I LOVE angel food cake. Angel food cake is a tall, tender, and timeless cake with a cloud-like crumb and ultra light flavor. It’s pristine white on the inside with a chewy light brown crumb around the exterior.

Angel food cake is a low fat cake recipe made mostly from egg whites, cake flour, and sugar.

A slice of heaven in every bite. This light and airy cake originated in America. The first detailed recipe of this sponge cake was published in the Boston Cooking School Cook Book in 1884.

2. American Trifle

The English call versions of this cake a Tipsy Cake, Tipsy Pudding, Tipsy Squire, and Tipsy Hedgehog.

When leftover cake just won’t cut it. This Red, White and Blue Trifle is perfect for Independence Day celebrations.

The difference is American trifle uses fresh cake instead of dried cake.

3. Amish Friendship Cake

Have your pound cake cake and your coffee cake, too. It has characteristics of both!

Amish Friendship Bread is a great bread for the holidays. You can give your friends a sample and the starter that made it! Then your friends can make their own and pass it along to their friends.

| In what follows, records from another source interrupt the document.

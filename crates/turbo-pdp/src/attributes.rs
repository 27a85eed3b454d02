//! Attribute value availability.
//!
//! Each `[data-product-attribute-value]` element belongs to an attribute
//! group whose `data-product-attribute` marker says how it is rendered.
//! The marker is read once when the controller binds and kept as an
//! [`AttributeKind`].

use turbo_dom::{Document, NodeId};

use crate::data::{OptionChangeData, OutOfStockBehavior};
use crate::quantity::parse_int;
use crate::view::Selectors;

/// Class added to labelled-out values outside select menus.
pub const OPTION_UNAVAILABLE: &str = "option-unavailable";

/// How an attribute group renders its values.
#[derive(Debug, Clone, Copy, PartialEq, Eq, Hash)]
pub enum AttributeKind {
    /// Colour or pattern swatches.
    Swatch,
    /// `<option>` elements of a select menu.
    Select,
    /// Radio buttons, rectangles and product lists.
    RadioList,
    /// Any other marker, or none.
    Other,
}

impl AttributeKind {
    /// Map a `data-product-attribute` marker.
    pub fn from_marker(marker: Option<&str>) -> Self {
        match marker.map(str::trim) {
            Some("set-select") => Self::Select,
            Some("swatch") => Self::Swatch,
            Some("set-radio") | Some("set-rectangle") | Some("product-list") => Self::RadioList,
            _ => Self::Other,
        }
    }
}

/// An attribute value element and what it was bound as.
#[derive(Debug, Clone, Copy, PartialEq, Eq)]
pub struct AttributeBinding {
    pub node: NodeId,
    /// Parsed `data-product-attribute-value`; `None` when it is not a number.
    pub value_id: Option<u64>,
    pub kind: AttributeKind,
}

/// Scan `container` for attribute values.
pub fn bind_attributes(
    doc: &Document,
    container: NodeId,
    selectors: &Selectors,
) -> Vec<AttributeBinding> {
    doc.query_all(container, &selectors.attribute_value)
        .into_iter()
        .map(|node| {
            let value_id = doc
                .attr(node, "data-product-attribute-value")
                .and_then(parse_int)
                .and_then(|id| u64::try_from(id).ok());
            let marker = doc
                .closest(node, &selectors.attribute)
                .and_then(|group| doc.attr(group, "data-product-attribute"));
            AttributeBinding {
                node,
                value_id,
                kind: AttributeKind::from_marker(marker),
            }
        })
        .collect()
}

/// Enable or disable every bound value according to `data`.
///
/// Returns how many values were visited; zero when the behaviour is
/// neither hide nor label. Applying the same data twice leaves the
/// document as applying it once.
pub fn apply_availability(
    doc: &mut Document,
    bindings: &[AttributeBinding],
    data: &OptionChangeData,
) -> usize {
    let behavior = data.behavior();
    if !behavior.is_active() {
        return 0;
    }
    let suffix = data
        .out_of_stock_message
        .as_deref()
        .map(|message| format!(" ({})", message));

    for binding in bindings {
        let in_stock = binding.value_id.is_some_and(|id| data.is_in_stock(id));
        match binding.kind {
            AttributeKind::Select => {
                toggle_select_option(doc, binding.node, in_stock, behavior, suffix.as_deref())
            }
            AttributeKind::Swatch | AttributeKind::RadioList | AttributeKind::Other => {
                toggle_value(doc, binding.node, in_stock, behavior)
            }
        }
    }
    bindings.len()
}

fn toggle_select_option(
    doc: &mut Document,
    node: NodeId,
    in_stock: bool,
    behavior: OutOfStockBehavior,
    suffix: Option<&str>,
) {
    if behavior == OutOfStockBehavior::HideOption {
        doc.set_hidden(node, !in_stock);
        doc.set_disabled(node, !in_stock);
        return;
    }

    doc.set_disabled(node, !in_stock);
    let Some(suffix) = suffix else {
        return;
    };
    let mut label = doc.html(node).replacen(suffix, "", 1);
    if !in_stock {
        label.push_str(suffix);
    }
    doc.set_html(node, label);
}

fn toggle_value(doc: &mut Document, node: NodeId, in_stock: bool, behavior: OutOfStockBehavior) {
    if behavior == OutOfStockBehavior::HideOption {
        doc.set_hidden(node, !in_stock);
    } else {
        doc.set_class(node, OPTION_UNAVAILABLE, !in_stock);
    }
}

#[cfg(test)]
mod tests {
    use super::*;
    use turbo_dom::el;

    fn page() -> (Document, NodeId) {
        let mut doc = Document::new();
        let root = doc.root();
        let container = doc.build(
            root,
            el("div").children([
                el("div").attr("data-product-attribute", "set-select").child(
                    el("select").children([
                        el("option").attr("data-product-attribute-value", "1").text("Small"),
                        el("option").attr("data-product-attribute-value", "2").text("Medium"),
                        el("option").attr("data-product-attribute-value", "3").text("Large"),
                    ]),
                ),
                el("div").attr("data-product-attribute", "swatch").children([
                    el("label").attr("data-product-attribute-value", "10"),
                    el("label").attr("data-product-attribute-value", "11"),
                ]),
                el("div").attr("data-product-attribute", "set-radio").child(
                    el("input").attr("data-product-attribute-value", "not-a-number"),
                ),
            ]),
        );
        (doc, container)
    }

    fn data(behavior: &str, in_stock: Vec<u64>) -> OptionChangeData {
        serde_json::from_value(serde_json::json!({
            "out_of_stock_behavior": behavior,
            "in_stock_attributes": in_stock,
            "out_of_stock_message": "Out of stock",
        }))
        .unwrap()
    }

    #[test]
    fn test_kind_from_marker() {
        assert_eq!(AttributeKind::from_marker(Some("set-select")), AttributeKind::Select);
        assert_eq!(AttributeKind::from_marker(Some("swatch")), AttributeKind::Swatch);
        assert_eq!(AttributeKind::from_marker(Some("set-rectangle")), AttributeKind::RadioList);
        assert_eq!(AttributeKind::from_marker(Some("product-list")), AttributeKind::RadioList);
        assert_eq!(AttributeKind::from_marker(Some("input-text")), AttributeKind::Other);
        assert_eq!(AttributeKind::from_marker(None), AttributeKind::Other);
    }

    #[test]
    fn test_bind_reads_ids_and_kinds() {
        let (doc, container) = page();
        let bindings = bind_attributes(&doc, container, &Selectors::new().unwrap());
        assert_eq!(bindings.len(), 6);
        assert_eq!(bindings[0].value_id, Some(1));
        assert_eq!(bindings[0].kind, AttributeKind::Select);
        assert_eq!(bindings[3].kind, AttributeKind::Swatch);
        assert_eq!(bindings[5].value_id, None);
        assert_eq!(bindings[5].kind, AttributeKind::RadioList);
    }

    #[test]
    fn test_label_option_marks_select_and_swatch() {
        let (mut doc, container) = page();
        let bindings = bind_attributes(&doc, container, &Selectors::new().unwrap());
        apply_availability(&mut doc, &bindings, &data("label_option", vec![1, 2, 10]));

        let large = bindings[2].node;
        assert!(doc.is_disabled(large));
        assert_eq!(doc.html(large), "Large (Out of stock)");
        assert!(!doc.is_disabled(bindings[0].node));
        assert_eq!(doc.html(bindings[0].node), "Small");

        assert!(!doc.has_class(bindings[3].node, OPTION_UNAVAILABLE));
        assert!(doc.has_class(bindings[4].node, OPTION_UNAVAILABLE));
        // Unparseable ids are never in stock.
        assert!(doc.has_class(bindings[5].node, OPTION_UNAVAILABLE));
    }

    #[test]
    fn test_label_option_is_idempotent_and_reversible() {
        let (mut doc, container) = page();
        let bindings = bind_attributes(&doc, container, &Selectors::new().unwrap());
        let sold_out = data("label_option", vec![1, 2]);

        apply_availability(&mut doc, &bindings, &sold_out);
        let once = doc.clone();
        apply_availability(&mut doc, &bindings, &sold_out);
        assert_eq!(doc, once);
        assert_eq!(doc.html(bindings[2].node).matches("(Out of stock)").count(), 1);

        apply_availability(&mut doc, &bindings, &data("label_option", vec![1, 2, 3]));
        assert_eq!(doc.html(bindings[2].node), "Large");
        assert!(!doc.is_disabled(bindings[2].node));
    }

    #[test]
    fn test_hide_option() {
        let (mut doc, container) = page();
        let bindings = bind_attributes(&doc, container, &Selectors::new().unwrap());
        apply_availability(&mut doc, &bindings, &data("hide_option", vec![2, 11]));

        assert!(doc.is_hidden(bindings[0].node));
        assert!(!doc.is_hidden(bindings[1].node));
        assert!(doc.is_hidden(bindings[3].node));
        assert!(!doc.is_hidden(bindings[4].node));
        assert_eq!(doc.html(bindings[0].node), "Small");
    }

    #[test]
    fn test_inactive_behavior_is_noop() {
        let (mut doc, container) = page();
        let bindings = bind_attributes(&doc, container, &Selectors::new().unwrap());
        let before = doc.clone();
        assert_eq!(apply_availability(&mut doc, &bindings, &data("do_nothing", vec![])), 0);
        assert_eq!(doc, before);
    }

    #[test]
    fn test_missing_message_leaves_labels() {
        let (mut doc, container) = page();
        let bindings = bind_attributes(&doc, container, &Selectors::new().unwrap());
        let data = OptionChangeData {
            out_of_stock_behavior: Some(OutOfStockBehavior::LabelOption),
            in_stock_attributes: vec![1],
            ..Default::default()
        };
        apply_availability(&mut doc, &bindings, &data);
        assert!(doc.is_disabled(bindings[1].node));
        assert_eq!(doc.html(bindings[1].node), "Medium");
    }
}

This is why the bread is called “friendship bread”.

4. Applesauce Cake

Sooo moist! Applesauce cake is a dessert cake prepared using apple sauce, flour, sugar, and various spices as primary ingredients.

It dates back to early colonial times in New England.

In the United States, June 6th is National Applesauce Cake Day.

5. Bundt Cake

You know it’s going to be good when it’s drizzled with icing.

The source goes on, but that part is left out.